Task item |
Every line from the one containing "tokio::time::sleep(IDLE_SLEEP).await;" through the last line below should be reproduced exactly; please include nothing else.

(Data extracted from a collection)
>>>

use std::sync::Arc;
use crossbeam::channel::{Sender, TryRecvError};

pub(crate) mod sqlite;

pub use sqlite::{Statistics, Storage};

const IDLE_SLEEP: std::time::Duration = std::time::Duration::from_secs(1);
const PURGE_EVERY: u32 = 600;

pub enum DBAction {
    SaveSession(SavedSession),
    DropSession(i64),
}

#[derive(Debug, Clone)]
pub struct SavedSession {
    pub chat_id: i64,
    pub state: Vec<u8>,
    pub updated_at: i64,
}

#[derive(Debug, Clone)]
pub struct NewUser {
    pub id: i64,
    pub username: Option<String>,
    pub full_name: String,
}

/// Spawns the write-behind worker for conversation sessions and returns its
/// channel together with the sessions that are still alive.
pub async fn worker(storage: Arc<Storage>, ttl: chrono::Duration) -> anyhow::Result<(Sender<DBAction>, Vec<SavedSession>)> {
    let since = (chrono::Utc::now() - ttl).timestamp();
    storage.purge_sessions(since).await?;
    let sessions = storage.load_sessions(since).await?;
    let (s, r) = crossbeam::channel::unbounded();

    tokio::spawn(async move {
        let mut idle_ticks = 0u32;
        loop {
            let action = match r.try_recv() {
                Ok(action) => action,
                Err(TryRecvError::Disconnected) => {
                    log::info!("db worker stopped");
                    break;
                }
                Err(TryRecvError::Empty) => {
                    idle_ticks += 1;
                    if idle_ticks >= PURGE_EVERY {
                        idle_ticks = 0;
                        let since = (chrono::Utc::now() - ttl).timestamp();
                        if let Err(e) = storage.purge_sessions(since).await {
                            log::error!("error on purging sessions: {}", e);
                        }
                    }
                    tokio::time::sleep(IDLE_SLEEP).await;
                    continue;
                }
            };
            let result = match action {
                DBAction::SaveSession(session) => storage.save_session(&session).await,
                DBAction::DropSession(chat_id) => storage.drop_session(chat_id).await,
            };
            if let Err(e) = result {
                // the conversation itself lives in memory, only its restart copy is lost
                log::error!("error on update db: {}", e);
            }
        }
    });
    Ok((s, sessions))
}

<<<

Response |
                    tokio::time::sleep(IDLE_SLEEP).await;
                    continue;
                }
            };
            let result = match action {
                DBAction::SaveSession(session) => storage.save_session(&session).await,
                DBAction::DropSession(chat_id) => storage.drop_session(chat_id).await,
            };
            if let Err(e) = result {
                // the conversation itself lives in memory, only its restart copy is lost
                log::error!("error on update db: {}", e);
            }
        }
    });
    Ok((s, sessions))
}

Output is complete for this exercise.